> **PROBLEM TO WORK ON**
Among the entries below, find each line with "TypeRef" and show it.

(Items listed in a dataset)
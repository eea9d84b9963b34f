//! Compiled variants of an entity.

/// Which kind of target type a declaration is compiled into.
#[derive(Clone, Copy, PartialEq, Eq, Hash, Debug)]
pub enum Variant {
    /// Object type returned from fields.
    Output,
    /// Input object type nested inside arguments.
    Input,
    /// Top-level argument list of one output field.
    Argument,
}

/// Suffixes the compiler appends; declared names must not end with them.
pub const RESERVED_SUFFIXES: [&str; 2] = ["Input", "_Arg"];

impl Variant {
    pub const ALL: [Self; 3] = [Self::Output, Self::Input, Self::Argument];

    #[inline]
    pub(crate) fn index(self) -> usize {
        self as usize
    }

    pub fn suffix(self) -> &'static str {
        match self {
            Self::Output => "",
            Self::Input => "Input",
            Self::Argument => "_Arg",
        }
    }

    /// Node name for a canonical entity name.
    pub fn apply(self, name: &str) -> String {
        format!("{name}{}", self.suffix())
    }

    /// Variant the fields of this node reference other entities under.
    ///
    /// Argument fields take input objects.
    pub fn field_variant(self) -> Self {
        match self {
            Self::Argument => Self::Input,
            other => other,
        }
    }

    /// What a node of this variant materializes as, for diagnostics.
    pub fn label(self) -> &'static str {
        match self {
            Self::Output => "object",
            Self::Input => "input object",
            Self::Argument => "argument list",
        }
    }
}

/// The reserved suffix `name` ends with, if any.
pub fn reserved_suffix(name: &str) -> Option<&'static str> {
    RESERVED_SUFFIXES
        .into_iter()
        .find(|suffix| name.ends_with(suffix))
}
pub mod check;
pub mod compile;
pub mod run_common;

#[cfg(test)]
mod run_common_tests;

* * *

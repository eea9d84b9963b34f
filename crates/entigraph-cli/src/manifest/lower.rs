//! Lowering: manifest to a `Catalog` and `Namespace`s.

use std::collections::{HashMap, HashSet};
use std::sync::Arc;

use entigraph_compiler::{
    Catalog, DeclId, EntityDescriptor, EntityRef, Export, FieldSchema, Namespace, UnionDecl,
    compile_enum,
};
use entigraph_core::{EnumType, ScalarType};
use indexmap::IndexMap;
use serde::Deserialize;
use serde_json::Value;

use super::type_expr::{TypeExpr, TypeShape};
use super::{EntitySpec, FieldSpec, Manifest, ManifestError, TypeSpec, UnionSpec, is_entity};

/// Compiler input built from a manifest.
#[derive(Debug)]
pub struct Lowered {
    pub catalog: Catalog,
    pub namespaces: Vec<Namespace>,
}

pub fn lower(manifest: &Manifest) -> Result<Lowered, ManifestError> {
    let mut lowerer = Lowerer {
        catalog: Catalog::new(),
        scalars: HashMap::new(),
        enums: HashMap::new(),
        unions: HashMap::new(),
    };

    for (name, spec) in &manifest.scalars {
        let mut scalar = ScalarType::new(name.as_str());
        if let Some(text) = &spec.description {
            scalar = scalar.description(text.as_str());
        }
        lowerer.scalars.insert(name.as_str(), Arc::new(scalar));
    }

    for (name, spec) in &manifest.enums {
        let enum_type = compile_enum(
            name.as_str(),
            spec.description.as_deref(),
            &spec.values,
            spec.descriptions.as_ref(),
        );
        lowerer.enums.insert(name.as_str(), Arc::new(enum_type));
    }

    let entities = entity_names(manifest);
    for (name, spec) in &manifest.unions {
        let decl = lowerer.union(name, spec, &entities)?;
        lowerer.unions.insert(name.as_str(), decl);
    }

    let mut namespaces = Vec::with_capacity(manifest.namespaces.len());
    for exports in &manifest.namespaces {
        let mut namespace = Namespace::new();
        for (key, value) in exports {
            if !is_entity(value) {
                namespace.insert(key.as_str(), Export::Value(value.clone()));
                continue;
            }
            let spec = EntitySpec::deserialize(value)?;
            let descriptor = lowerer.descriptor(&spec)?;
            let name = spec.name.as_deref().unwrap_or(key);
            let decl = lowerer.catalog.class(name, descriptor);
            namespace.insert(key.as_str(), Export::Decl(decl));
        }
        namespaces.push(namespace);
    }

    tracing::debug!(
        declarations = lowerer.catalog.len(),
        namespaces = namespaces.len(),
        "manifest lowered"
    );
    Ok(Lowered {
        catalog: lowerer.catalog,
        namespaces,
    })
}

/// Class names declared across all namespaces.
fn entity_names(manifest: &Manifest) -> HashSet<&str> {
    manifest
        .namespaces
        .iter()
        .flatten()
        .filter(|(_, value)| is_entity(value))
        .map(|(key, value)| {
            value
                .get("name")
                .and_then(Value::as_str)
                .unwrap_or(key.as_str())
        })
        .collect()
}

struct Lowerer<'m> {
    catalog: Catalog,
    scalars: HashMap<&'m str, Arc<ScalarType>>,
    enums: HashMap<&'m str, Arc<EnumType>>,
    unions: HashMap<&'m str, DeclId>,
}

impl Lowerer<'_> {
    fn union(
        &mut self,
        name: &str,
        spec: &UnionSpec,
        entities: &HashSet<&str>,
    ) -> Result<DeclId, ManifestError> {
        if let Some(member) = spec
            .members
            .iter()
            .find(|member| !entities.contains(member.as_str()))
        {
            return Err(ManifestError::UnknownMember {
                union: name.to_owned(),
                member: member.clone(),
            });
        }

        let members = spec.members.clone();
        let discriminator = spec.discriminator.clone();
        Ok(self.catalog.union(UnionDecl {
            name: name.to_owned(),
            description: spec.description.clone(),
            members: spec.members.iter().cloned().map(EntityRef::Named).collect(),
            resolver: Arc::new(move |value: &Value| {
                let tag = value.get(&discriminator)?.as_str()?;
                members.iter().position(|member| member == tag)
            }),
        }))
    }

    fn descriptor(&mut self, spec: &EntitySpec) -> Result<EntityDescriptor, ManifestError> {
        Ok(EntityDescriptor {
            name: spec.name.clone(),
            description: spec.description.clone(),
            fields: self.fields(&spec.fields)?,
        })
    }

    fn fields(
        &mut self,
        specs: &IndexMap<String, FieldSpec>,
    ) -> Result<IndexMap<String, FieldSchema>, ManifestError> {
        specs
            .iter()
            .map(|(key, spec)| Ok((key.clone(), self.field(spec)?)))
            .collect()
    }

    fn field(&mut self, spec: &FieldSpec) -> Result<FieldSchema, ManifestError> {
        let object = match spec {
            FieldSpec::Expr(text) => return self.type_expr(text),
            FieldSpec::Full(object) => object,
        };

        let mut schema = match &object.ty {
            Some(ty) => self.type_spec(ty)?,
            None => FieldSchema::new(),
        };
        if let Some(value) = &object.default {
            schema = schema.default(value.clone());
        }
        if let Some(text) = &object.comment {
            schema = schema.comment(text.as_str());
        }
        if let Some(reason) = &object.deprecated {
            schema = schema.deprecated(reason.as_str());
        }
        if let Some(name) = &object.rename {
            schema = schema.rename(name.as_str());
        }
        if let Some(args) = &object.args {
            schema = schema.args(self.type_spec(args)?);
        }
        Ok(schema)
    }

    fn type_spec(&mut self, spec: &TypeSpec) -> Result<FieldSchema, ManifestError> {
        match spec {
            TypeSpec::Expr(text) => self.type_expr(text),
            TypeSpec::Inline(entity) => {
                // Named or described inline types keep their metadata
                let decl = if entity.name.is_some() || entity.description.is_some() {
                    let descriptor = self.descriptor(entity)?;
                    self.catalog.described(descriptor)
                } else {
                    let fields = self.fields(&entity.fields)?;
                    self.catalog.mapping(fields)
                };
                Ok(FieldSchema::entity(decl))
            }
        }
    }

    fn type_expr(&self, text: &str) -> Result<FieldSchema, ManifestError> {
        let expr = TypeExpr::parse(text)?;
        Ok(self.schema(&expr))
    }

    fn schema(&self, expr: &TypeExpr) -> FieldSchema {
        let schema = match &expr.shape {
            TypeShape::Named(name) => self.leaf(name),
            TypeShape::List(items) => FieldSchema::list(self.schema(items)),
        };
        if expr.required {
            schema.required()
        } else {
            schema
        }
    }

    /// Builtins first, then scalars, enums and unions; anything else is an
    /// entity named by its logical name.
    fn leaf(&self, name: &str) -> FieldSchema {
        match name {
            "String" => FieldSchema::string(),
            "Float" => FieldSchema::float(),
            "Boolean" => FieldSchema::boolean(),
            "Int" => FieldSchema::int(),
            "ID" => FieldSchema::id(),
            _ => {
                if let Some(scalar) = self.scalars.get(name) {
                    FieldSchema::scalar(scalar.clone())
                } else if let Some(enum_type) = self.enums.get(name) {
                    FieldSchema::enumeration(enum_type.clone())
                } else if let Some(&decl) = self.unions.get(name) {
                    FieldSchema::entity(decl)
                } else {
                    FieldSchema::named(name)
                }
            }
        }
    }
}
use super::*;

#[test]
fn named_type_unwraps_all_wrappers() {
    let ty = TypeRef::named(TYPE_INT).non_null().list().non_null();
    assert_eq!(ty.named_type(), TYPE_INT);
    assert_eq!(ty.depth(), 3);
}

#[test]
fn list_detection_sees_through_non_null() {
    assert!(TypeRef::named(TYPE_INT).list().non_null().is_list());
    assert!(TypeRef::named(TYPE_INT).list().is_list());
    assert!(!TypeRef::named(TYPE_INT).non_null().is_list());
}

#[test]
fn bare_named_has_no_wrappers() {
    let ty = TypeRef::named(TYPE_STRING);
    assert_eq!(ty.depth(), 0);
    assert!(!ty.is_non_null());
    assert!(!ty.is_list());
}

> **COMPLETED EXERCISE**
    let ty = TypeRef::named(TYPE_INT).non_null().list().non_null();
    assert!(TypeRef::named(TYPE_INT).list().non_null().is_list());
    assert!(TypeRef::named(TYPE_INT).list().is_list());
    assert!(!TypeRef::named(TYPE_INT).non_null().is_list());
    let ty = TypeRef::named(TYPE_STRING);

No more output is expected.